Retype the listing that follows, exactly as written.

*** GIVEN DATA ***

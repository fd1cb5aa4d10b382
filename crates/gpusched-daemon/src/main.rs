//! gpusched daemon
//!
//! Runs the dispatcher loop and serves the REST API for a single GPU node.

mod shutdown;

use anyhow::Context;
use clap::Parser;
use gpusched_api::create_router;
use gpusched_core::{detect_monitor, DaemonConfig, LoggingConfig};
use gpusched_runtime::{ProcessRunner, ProcessRunnerConfig};
use gpusched_scheduler::{Dispatcher, PriorityEngine};
use gpusched_store::{JobStore, StoreLayout};
use std::net::SocketAddr;
use std::path::PathBuf;
use std::sync::Arc;
use std::time::Duration;
use tracing::{info, warn};
use tracing_subscriber::EnvFilter;

use crate::shutdown::install_shutdown_handler;

/// gpusched daemon - single-node GPU job scheduler
#[derive(Parser, Debug)]
#[command(name = "gpuschedd")]
#[command(version, about, long_about = None)]
struct Args {
    /// Path to a TOML configuration file
    #[arg(long, short)]
    config: Option<PathBuf>,

    /// Address to bind the API server
    #[arg(long)]
    address: Option<String>,

    /// Port for the REST API server
    #[arg(long)]
    port: Option<u16>,

    /// Directory for job records, scripts and logs
    #[arg(long)]
    data_dir: Option<PathBuf>,

    /// Log level
    #[arg(long)]
    log_level: Option<String>,
}

impl Args {
    /// Load the configuration file and apply command-line overrides
    fn into_config(self) -> anyhow::Result<DaemonConfig> {
        let mut config = match &self.config {
            Some(path) => DaemonConfig::from_file(path)
                .with_context(|| format!("loading {}", path.display()))?,
            None => DaemonConfig::default(),
        };

        if let Some(address) = self.address {
            config.api.address = address;
        }
        if let Some(port) = self.port {
            config.api.port = port;
        }
        if let Some(data_dir) = self.data_dir {
            config.storage.data_dir = data_dir;
        }
        if let Some(level) = self.log_level {
            config.logging.level = level;
        }

        config.validate()?;
        Ok(config)
    }
}

/// RUST_LOG takes precedence over the configured level
fn init_logging(config: &LoggingConfig) {
    let filter = EnvFilter::try_from_default_env()
        .unwrap_or_else(|_| EnvFilter::new(&config.level));

    let builder = tracing_subscriber::fmt()
        .with_env_filter(filter)
        .with_target(false);
    match config.format.as_str() {
        "compact" => builder.compact().init(),
        _ => builder.init(),
    }
}

#[tokio::main]
async fn main() -> anyhow::Result<()> {
    let config = Args::parse().into_config()?;
    init_logging(&config.logging);

    info!("Starting gpusched daemon v{}", env!("CARGO_PKG_VERSION"));

    // Restore jobs from the previous run
    let layout = StoreLayout::new(&config.storage.data_dir);
    let store = Arc::new(
        JobStore::open(layout)
            .await
            .context("opening job store")?,
    );
    let orphans = store.recover_orphans().await?;
    if !orphans.is_empty() {
        warn!(count = orphans.len(), "Marked jobs orphaned by restart as failed");
    }

    let monitor = detect_monitor(&config.gpu);
    let runner = Arc::new(ProcessRunner::new(
        ProcessRunnerConfig::from(&config.runtime),
        store.clone(),
    ));
    let dispatcher = Arc::new(Dispatcher::new(
        store.clone(),
        monitor,
        runner,
        PriorityEngine::new(config.priority.clone()),
        Duration::from_millis(config.scheduler.tick_interval_ms),
    ));

    let shutdown = install_shutdown_handler().context("installing signal handlers")?;
    let dispatcher_task = tokio::spawn(dispatcher.clone().run(shutdown.clone()));

    let router = create_router(dispatcher);
    let addr: SocketAddr = format!("{}:{}", config.api.address, config.api.port)
        .parse()
        .context("invalid API address")?;

    let listener = tokio::net::TcpListener::bind(addr)
        .await
        .with_context(|| format!("binding {}", addr))?;
    info!(
        address = %addr,
        data_dir = %config.storage.data_dir.display(),
        "API server listening"
    );

    let server_shutdown = shutdown.clone();
    axum::serve(listener, router)
        .with_graceful_shutdown(async move { server_shutdown.cancelled().await })
        .await
        .context("API server error")?;

    // The server can also stop on its own; make sure the dispatcher follows
    shutdown.cancel();
    dispatcher_task.await?;

    info!("gpusched daemon stopped");
    Ok(())
}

*** End of GIVEN DATA ***

SOLUTION TO THE EXERCISE
repository fd1cb5aa4d10b382
filename crates/gpusched-daemon/src/main.rs
//! gpusched daemon
//!
//! Runs the dispatcher loop and serves the REST API for a single GPU node.

mod shutdown;

use anyhow::Context;
use clap::Parser;
use gpusched_api::create_router;
use gpusched_core::{detect_monitor, DaemonConfig, LoggingConfig};
use gpusched_runtime::{ProcessRunner, ProcessRunnerConfig};
use gpusched_scheduler::{Dispatcher, PriorityEngine};
use gpusched_store::{JobStore, StoreLayout};
use std::net::SocketAddr;
use std::path::PathBuf;
use std::sync::Arc;
use std::time::Duration;
use tracing::{info, warn};
use tracing_subscriber::EnvFilter;

use crate::shutdown::install_shutdown_handler;

/// gpusched daemon - single-node GPU job scheduler
#[derive(Parser, Debug)]
#[command(name = "gpuschedd")]
#[command(version, about, long_about = None)]
struct Args {
    /// Path to a TOML configuration file
    #[arg(long, short)]
    config: Option<PathBuf>,

    /// Address to bind the API server
    #[arg(long)]
    address: Option<String>,

    /// Port for the REST API server
    #[arg(long)]
    port: Option<u16>,

    /// Directory for job records, scripts and logs
    #[arg(long)]
    data_dir: Option<PathBuf>,

    /// Log level
    #[arg(long)]
    log_level: Option<String>,
}

impl Args {
    /// Load the configuration file and apply command-line overrides
    fn into_config(self) -> anyhow::Result<DaemonConfig> {
        let mut config = match &self.config {
            Some(path) => DaemonConfig::from_file(path)
                .with_context(|| format!("loading {}", path.display()))?,
            None => DaemonConfig::default(),
        };

        if let Some(address) = self.address {
            config.api.address = address;
        }
        if let Some(port) = self.port {
            config.api.port = port;
        }
        if let Some(data_dir) = self.data_dir {
            config.storage.data_dir = data_dir;
        }
        if let Some(level) = self.log_level {
            config.logging.level = level;
        }

        config.validate()?;
        Ok(config)
    }
}

/// RUST_LOG takes precedence over the configured level
fn init_logging(config: &LoggingConfig) {
    let filter = EnvFilter::try_from_default_env()
        .unwrap_or_else(|_| EnvFilter::new(&config.level));

    let builder = tracing_subscriber::fmt()
        .with_env_filter(filter)
        .with_target(false);
    match config.format.as_str() {
        "compact" => builder.compact().init(),
        _ => builder.init(),
    }
}

#[tokio::main]
async fn main() -> anyhow::Result<()> {
    let config = Args::parse().into_config()?;
    init_logging(&config.logging);

    info!("Starting gpusched daemon v{}", env!("CARGO_PKG_VERSION"));

    // Restore jobs from the previous run
    let layout = StoreLayout::new(&config.storage.data_dir);
    let store = Arc::new(
        JobStore::open(layout)
            .await
            .context("opening job store")?,
    );
    let orphans = store.recover_orphans().await?;
    if !orphans.is_empty() {
        warn!(count = orphans.len(), "Marked jobs orphaned by restart as failed");
    }

    let monitor = detect_monitor(&config.gpu);
    let runner = Arc::new(ProcessRunner::new(
        ProcessRunnerConfig::from(&config.runtime),
        store.clone(),
    ));
    let dispatcher = Arc::new(Dispatcher::new(
        store.clone(),
        monitor,
        runner,
        PriorityEngine::new(config.priority.clone()),
        Duration::from_millis(config.scheduler.tick_interval_ms),
    ));

    let shutdown = install_shutdown_handler().context("installing signal handlers")?;
    let dispatcher_task = tokio::spawn(dispatcher.clone().run(shutdown.clone()));

    let router = create_router(dispatcher);
    let addr: SocketAddr = format!("{}:{}", config.api.address, config.api.port)
        .parse()
        .context("invalid API address")?;

    let listener = tokio::net::TcpListener::bind(addr)
        .await
        .with_context(|| format!("binding {}", addr))?;
    info!(
        address = %addr,
        data_dir = %config.storage.data_dir.display(),
        "API server listening"
    );

    let server_shutdown = shutdown.clone();
    axum::serve(listener, router)
        .with_graceful_shutdown(async move { server_shutdown.cancelled().await })
        .await
        .context("API server error")?;

    // The server can also stop on its own; make sure the dispatcher follows
    shutdown.cancel();
    dispatcher_task.await?;

    info!("gpusched daemon stopped");
    Ok(())
}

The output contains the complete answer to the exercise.